**WORK TO BE COMPLETED**:
Below are the lines to check; count those holding the string "shape" and give only the number.
——————————
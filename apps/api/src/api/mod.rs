use axum::Router;

use domain_categories::{CategoryService, SqliteCategoryRepository};
use domain_products::{ProductService, SqliteProductRepository};

pub mod health;

/// Creates the API routes without the `/api` prefix.
/// The `/api` prefix will be added by the `create_router` helper.
///
/// Services are constructed here with explicit dependencies: each domain
/// gets its repository over a clone of the shared connection pool, wired
/// into its service and router. No ambient container, no globals.
pub fn routes(state: &crate::state::AppState) -> Router {
    let product_service =
        ProductService::new(SqliteProductRepository::new(state.db.clone()));
    let category_service =
        CategoryService::new(SqliteCategoryRepository::new(state.db.clone()));

    Router::new()
        .nest("/products", domain_products::handlers::router(product_service))
        .nest(
            "/categories",
            domain_categories::handlers::router(category_service),
        )
}

/// Creates a router with the /ready endpoint that performs actual health checks.
///
/// This router has state applied and can be merged with the stateless app
/// router from `create_router`. The /ready endpoint checks the database
/// connection.
pub fn ready_router(state: crate::state::AppState) -> Router {
    use axum::routing::get;

    Router::new()
        .route("/ready", get(health::ready_handler))
        .with_state(state)
}
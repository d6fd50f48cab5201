//! Integer id path parameter extractor with automatic validation.

use crate::errors::AppError;
use axum::{
    extract::{FromRequestParts, Path},
    http::request::Parts,
    response::{IntoResponse, Response},
};

/// Extractor for integer id path parameters.
///
/// Automatically parses the `{id}` segment as an `i32`, returning the
/// structured error body with a 400 status if the segment is not an
/// integer.
///
/// # Example
/// ```ignore
/// use axum::Router;
/// use axum::routing::get;
/// use axum_helpers::extractors::IdPath;
///
/// async fn get_product(IdPath(id): IdPath) -> String {
///     format!("Product id: {}", id)
/// }
///
/// let app = Router::new().route("/products/{id}", get(get_product));
/// ```
pub struct IdPath(pub i32);

impl<S> FromRequestParts<S> for IdPath
where
    S: Send + Sync,
{
    type Rejection = Response;

    async fn from_request_parts(parts: &mut Parts, state: &S) -> Result<Self, Self::Rejection> {
        let Path(id) = Path::<String>::from_request_parts(parts, state)
            .await
            .map_err(|e| e.into_response())?;

        match id.parse::<i32>() {
            Ok(id) => Ok(IdPath(id)),
            Err(_) => Err(AppError::BadRequest(format!("Invalid id: {}", id)).into_response()),
        }
    }
}
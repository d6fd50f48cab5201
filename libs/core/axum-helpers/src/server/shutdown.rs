use std::sync::atomic::{AtomicBool, Ordering};
use std::sync::Arc;
use tokio::signal;
use tokio::sync::broadcast;
use tracing::info;

/// Shutdown coordinator that manages graceful application shutdown.
///
/// This handles:
/// - Signal reception (SIGTERM, SIGINT)
/// - Broadcasting shutdown to all subsystems
/// - Shutdown state tracking
#[derive(Clone)]
pub struct ShutdownCoordinator {
    /// Broadcast channel to notify all tasks of shutdown
    tx: broadcast::Sender<()>,
    /// Flag indicating if shutdown has been initiated
    shutdown_initiated: Arc<AtomicBool>,
}

impl ShutdownCoordinator {
    /// Create a new shutdown coordinator.
    ///
    /// Returns the coordinator and a receiver for shutdown signals.
    pub fn new() -> (Self, broadcast::Receiver<()>) {
        let (tx, rx) = broadcast::channel(1);
        let coordinator = Self {
            tx,
            shutdown_initiated: Arc::new(AtomicBool::new(false)),
        };
        (coordinator, rx)
    }

    /// Subscribe to shutdown notifications.
    pub fn subscribe(&self) -> broadcast::Receiver<()> {
        self.tx.subscribe()
    }

    /// Check if shutdown has been initiated.
    pub fn is_shutting_down(&self) -> bool {
        self.shutdown_initiated.load(Ordering::Relaxed)
    }

    /// Initiate shutdown and notify all subscribers.
    pub fn shutdown(&self) {
        if self
            .shutdown_initiated
            .compare_exchange(false, true, Ordering::SeqCst, Ordering::SeqCst)
            .is_ok()
        {
            info!("Initiating graceful shutdown");
            let _ = self.tx.send(());
        }
    }

    /// Wait for a shutdown signal (SIGTERM or SIGINT) and broadcast it.
    pub async fn wait_for_signal(&self) {
        let ctrl_c = async {
            signal::ctrl_c()
                .await
                .expect("failed to install Ctrl+C handler");
        };

        #[cfg(unix)]
        let terminate = async {
            signal::unix::signal(signal::unix::SignalKind::terminate())
                .expect("failed to install SIGTERM handler")
                .recv()
                .await;
        };

        #[cfg(not(unix))]
        let terminate = std::future::pending::<()>();

        tokio::select! {
            _ = ctrl_c => {
                info!("Received SIGINT (Ctrl+C), initiating graceful shutdown");
            },
            _ = terminate => {
                info!("Received SIGTERM, initiating graceful shutdown");
            },
        }

        self.shutdown();
    }
}

impl Default for ShutdownCoordinator {
    fn default() -> Self {
        Self::new().0
    }
}

/// Future that resolves when the coordinator broadcasts shutdown.
///
/// Pass this to `axum::serve(...).with_graceful_shutdown(...)` alongside a
/// task driving [`ShutdownCoordinator::wait_for_signal`].
pub async fn coordinated_shutdown(coordinator: ShutdownCoordinator) {
    let mut rx = coordinator.subscribe();

    tokio::spawn(async move {
        coordinator.wait_for_signal().await;
    });

    let _ = rx.recv().await;
}

/// Simple shutdown signal for basic use cases.
///
/// This does NOT handle connection cleanup; for production use prefer
/// [`ShutdownCoordinator`] with proper cleanup via
/// [`super::create_production_app`].
pub async fn shutdown_signal() {
    let ctrl_c = async {
        signal::ctrl_c()
            .await
            .expect("failed to install Ctrl+C handler");
    };

    #[cfg(unix)]
    let terminate = async {
        signal::unix::signal(signal::unix::SignalKind::terminate())
            .expect("failed to install signal handler")
            .recv()
            .await;
    };

    #[cfg(not(unix))]
    let terminate = std::future::pending::<()>();

    tokio::select! {
        _ = ctrl_c => {
            info!("Received SIGINT (Ctrl+C), shutting down");
        },
        _ = terminate => {
            info!("Received SIGTERM, shutting down");
        },
    }
}
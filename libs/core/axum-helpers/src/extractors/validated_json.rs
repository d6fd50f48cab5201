//! JSON extractor with automatic validation using the validator crate.

use crate::errors::AppError;
use axum::{
    extract::{FromRequest, Json, Request},
    response::{IntoResponse, Response},
};
use serde::de::DeserializeOwned;
use validator::Validate;

/// JSON extractor with automatic validation.
///
/// Validates the request body using the `validator` crate's `Validate`
/// trait. Both malformed JSON and rule violations are translated through
/// [`AppError`] so the error body keeps the standard shape.
///
/// # Example
/// ```ignore
/// use axum::Router;
/// use axum::routing::post;
/// use axum_helpers::extractors::ValidatedJson;
/// use serde::Deserialize;
/// use validator::Validate;
///
/// #[derive(Deserialize, Validate)]
/// struct CreateProduct {
///     #[validate(length(min = 1))]
///     name: String,
/// }
///
/// async fn create(ValidatedJson(payload): ValidatedJson<CreateProduct>) -> String {
///     format!("Creating: {}", payload.name)
/// }
///
/// let app = Router::new().route("/products", post(create));
/// ```
pub struct ValidatedJson<T>(pub T);

impl<T, S> FromRequest<S> for ValidatedJson<T>
where
    T: DeserializeOwned + Validate,
    S: Send + Sync,
{
    type Rejection = Response;

    async fn from_request(req: Request, state: &S) -> Result<Self, Self::Rejection> {
        let Json(data) = Json::<T>::from_request(req, state)
            .await
            .map_err(|e| AppError::JsonExtractorRejection(e).into_response())?;

        data.validate()
            .map_err(|e| AppError::ValidationError(e).into_response())?;

        Ok(ValidatedJson(data))
    }
}
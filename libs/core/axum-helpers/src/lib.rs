//! # Axum Helpers
//!
//! A collection of utilities, middleware, and helpers for building Axum web
//! applications.
//!
//! ## Modules
//!
//! - **[`errors`]**: the single translation point from application failures
//!   to structured HTTP error responses
//! - **[`extractors`]**: custom extractors (integer id path, validated JSON)
//! - **[`http`]**: HTTP middleware (CORS, security headers)
//! - **[`server`]**: router assembly, health checks, graceful shutdown
//!
//! ## Quick Start
//!
//! ```ignore
//! use axum::Router;
//! use axum_helpers::server::{create_app, create_router};
//! use core_config::server::ServerConfig;
//! use utoipa::OpenApi;
//!
//! #[derive(OpenApi)]
//! #[openapi(paths())]
//! struct ApiDoc;
//!
//! #[tokio::main]
//! async fn main() -> Result<(), Box<dyn std::error::Error>> {
//!     let api_routes = Router::new(); // Add your routes
//!     let router = create_router::<ApiDoc>(api_routes)?;
//!
//!     let config = ServerConfig::default();
//!     create_app(router, &config).await?;
//!     Ok(())
//! }
//! ```

pub mod errors;
pub mod extractors;
pub mod http;
pub mod server;

// Re-export error types
pub use errors::{AppError, ErrorResponse};

// Re-export extractors
pub use extractors::{IdPath, ValidatedJson};

// Re-export HTTP middleware
pub use http::{cors_layer, security_headers};

// Re-export server types
pub use server::{
    create_app, create_production_app, create_router, health_router, run_health_checks,
    shutdown_signal, HealthCheckFuture, HealthResponse, ShutdownCoordinator,
};
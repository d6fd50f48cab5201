//! Reusable OpenAPI response types for consistent API documentation.

use super::ErrorResponse;
#[allow(unused_imports)]
use serde_json::json;
use utoipa::ToResponse;

#[derive(ToResponse)]
#[response(
    description = "Internal Server Error",
    content_type = "application/json",
    example = json!({
        "statusCode": 500,
        "message": "An internal server error occurred",
        "detail": null
    })
)]
pub struct InternalServerErrorResponse(pub ErrorResponse);

#[derive(ToResponse)]
#[response(
    description = "Bad Request - Validation Error",
    content_type = "application/json",
    example = json!({
        "statusCode": 400,
        "message": "Request validation failed",
        "detail": {
            "name": [{
                "code": "length",
                "message": null,
                "params": {"min": 1, "value": ""}
            }]
        }
    })
)]
pub struct BadRequestValidationResponse(pub ErrorResponse);

#[derive(ToResponse)]
#[response(
    description = "Bad Request - Invalid id",
    content_type = "application/json",
    example = json!({
        "statusCode": 400,
        "message": "Invalid id: abc",
        "detail": null
    })
)]
pub struct BadRequestIdResponse(pub ErrorResponse);

#[derive(ToResponse)]
#[response(
    description = "Resource not found",
    content_type = "application/json",
    example = json!({
        "statusCode": 404,
        "message": "Resource not found",
        "detail": null
    })
)]
pub struct NotFoundResponse(pub ErrorResponse);

#[derive(ToResponse)]
#[response(
    description = "Service Unavailable",
    content_type = "application/json",
    example = json!({
        "statusCode": 503,
        "message": "Service is temporarily unavailable",
        "detail": null
    })
)]
pub struct ServiceUnavailableResponse(pub ErrorResponse);
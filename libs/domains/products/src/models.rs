use serde::{Deserialize, Serialize};
use utoipa::ToSchema;
use validator::Validate;

/// A catalog product
#[derive(Debug, Clone, PartialEq, Serialize, Deserialize, ToSchema)]
#[serde(rename_all = "camelCase")]
pub struct Product {
    /// Unique identifier, assigned by the store
    pub id: i32,
    /// Product name
    pub name: String,
    /// Product description
    pub description: String,
    /// Unit price, strictly positive
    pub price: f64,
    /// Units in stock
    pub stock: i32,
    /// Identity of the owning category
    pub category_id: i32,
}

/// DTO for creating or replacing a product
///
/// The same shape serves both POST and PUT: updates are a full replace of
/// the mutable fields, not a partial patch.
#[derive(Debug, Clone, Deserialize, Validate, ToSchema)]
#[serde(rename_all = "camelCase")]
pub struct ProductInput {
    #[validate(length(min = 1))]
    pub name: String,
    #[validate(length(min = 1))]
    pub description: String,
    /// Unit price, must be strictly greater than zero
    #[validate(range(exclusive_min = 0.0))]
    pub price: f64,
    #[validate(range(min = 0))]
    pub stock: i32,
    /// Positive-identity sanity check only; existence is verified separately
    #[validate(range(min = 1))]
    pub category_id: i32,
}

#[cfg(test)]
mod tests {
    use super::*;

    fn valid_input() -> ProductInput {
        ProductInput {
            name: "Laptop".to_string(),
            description: "High-end laptop".to_string(),
            price: 1500.0,
            stock: 10,
            category_id: 1,
        }
    }

    #[test]
    fn test_valid_input_passes() {
        assert!(valid_input().validate().is_ok());
    }

    #[test]
    fn test_empty_name_rejected() {
        let input = ProductInput {
            name: String::new(),
            ..valid_input()
        };
        let errors = input.validate().unwrap_err();
        assert!(errors.field_errors().contains_key("name"));
    }

    #[test]
    fn test_empty_description_rejected() {
        let input = ProductInput {
            description: String::new(),
            ..valid_input()
        };
        let errors = input.validate().unwrap_err();
        assert!(errors.field_errors().contains_key("description"));
    }

    #[test]
    fn test_zero_price_rejected() {
        let input = ProductInput {
            price: 0.0,
            ..valid_input()
        };
        let errors = input.validate().unwrap_err();
        assert!(errors.field_errors().contains_key("price"));
    }

    #[test]
    fn test_negative_stock_rejected() {
        let input = ProductInput {
            stock: -1,
            ..valid_input()
        };
        let errors = input.validate().unwrap_err();
        assert!(errors.field_errors().contains_key("stock"));
    }

    #[test]
    fn test_non_positive_category_rejected() {
        let input = ProductInput {
            category_id: 0,
            ..valid_input()
        };
        let errors = input.validate().unwrap_err();
        assert!(errors.field_errors().contains_key("category_id"));
    }

    #[test]
    fn test_violations_accumulate_per_field() {
        let input = ProductInput {
            name: String::new(),
            description: String::new(),
            price: -5.0,
            stock: -1,
            category_id: 0,
        };
        let errors = input.validate().unwrap_err();
        assert_eq!(errors.field_errors().len(), 5);
    }
}
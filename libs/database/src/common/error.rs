/// Unified database error type for all database operations
///
/// This provides a consistent error interface regardless of which backend
/// feature is compiled in.
#[derive(Debug, thiserror::Error)]
pub enum DatabaseError {
    /// SQLite-specific errors (SeaORM)
    #[cfg(feature = "sqlite")]
    #[error("SQLite error: {0}")]
    Sqlite(#[from] sea_orm::DbErr),

    /// Connection failed after retries
    #[error("Connection failed: {0}")]
    ConnectionFailed(String),

    /// Health check failed
    #[error("Health check failed: {0}")]
    HealthCheckFailed(String),

    /// Configuration error
    #[error("Configuration error: {0}")]
    ConfigError(String),

    /// Migration error
    #[error("Migration error: {0}")]
    MigrationError(String),

    /// Generic database error
    #[error("Database error: {0}")]
    Generic(String),
}

/// Result type alias for database operations
pub type DatabaseResult<T> = Result<T, DatabaseError>;
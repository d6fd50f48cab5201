use axum::{extract::State, routing::get, Json, Router};
use axum_helpers::errors::responses::InternalServerErrorResponse;
use std::sync::Arc;
use utoipa::OpenApi;

use crate::error::CategoryResult;
use crate::models::Category;
use crate::repository::CategoryRepository;
use crate::service::CategoryService;

/// OpenAPI documentation for Categories API
#[derive(OpenApi)]
#[openapi(
    paths(list_categories),
    components(
        schemas(Category),
        responses(InternalServerErrorResponse)
    ),
    tags(
        (name = "categories", description = "Category catalog endpoints")
    )
)]
pub struct ApiDoc;

/// Create the category router with all HTTP endpoints
pub fn router<R: CategoryRepository + 'static>(service: CategoryService<R>) -> Router {
    let shared_service = Arc::new(service);

    Router::new()
        .route("/", get(list_categories))
        .with_state(shared_service)
}

/// List all categories
#[utoipa::path(
    get,
    path = "",
    tag = "categories",
    responses(
        (status = 200, description = "List of categories", body = Vec<Category>),
        (status = 500, response = InternalServerErrorResponse)
    )
)]
async fn list_categories<R: CategoryRepository>(
    State(service): State<Arc<CategoryService<R>>>,
) -> CategoryResult<Json<Vec<Category>>> {
    let categories = service.list_categories().await?;
    Ok(Json(categories))
}
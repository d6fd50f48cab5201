pub use sea_orm_migration::prelude::*;

mod m20250301_000001_create_categories;
mod m20250301_000002_create_products;
mod m20250301_000003_seed_catalog;

/// Full migration set: schema plus seed rows. Used by the API binary.
pub struct Migrator;

#[async_trait::async_trait]
impl MigratorTrait for Migrator {
    fn migrations() -> Vec<Box<dyn MigrationTrait>> {
        vec![
            Box::new(m20250301_000001_create_categories::Migration),
            Box::new(m20250301_000002_create_products::Migration),
            Box::new(m20250301_000003_seed_catalog::Migration),
        ]
    }
}

/// Schema-only migration set. Tests use this so seed rows never leak into
/// assertions about row counts.
pub struct SchemaMigrator;

#[async_trait::async_trait]
impl MigratorTrait for SchemaMigrator {
    fn migrations() -> Vec<Box<dyn MigrationTrait>> {
        vec![
            Box::new(m20250301_000001_create_categories::Migration),
            Box::new(m20250301_000002_create_products::Migration),
        ]
    }
}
——————————
**RESPONSE TO THIS TASK**:
2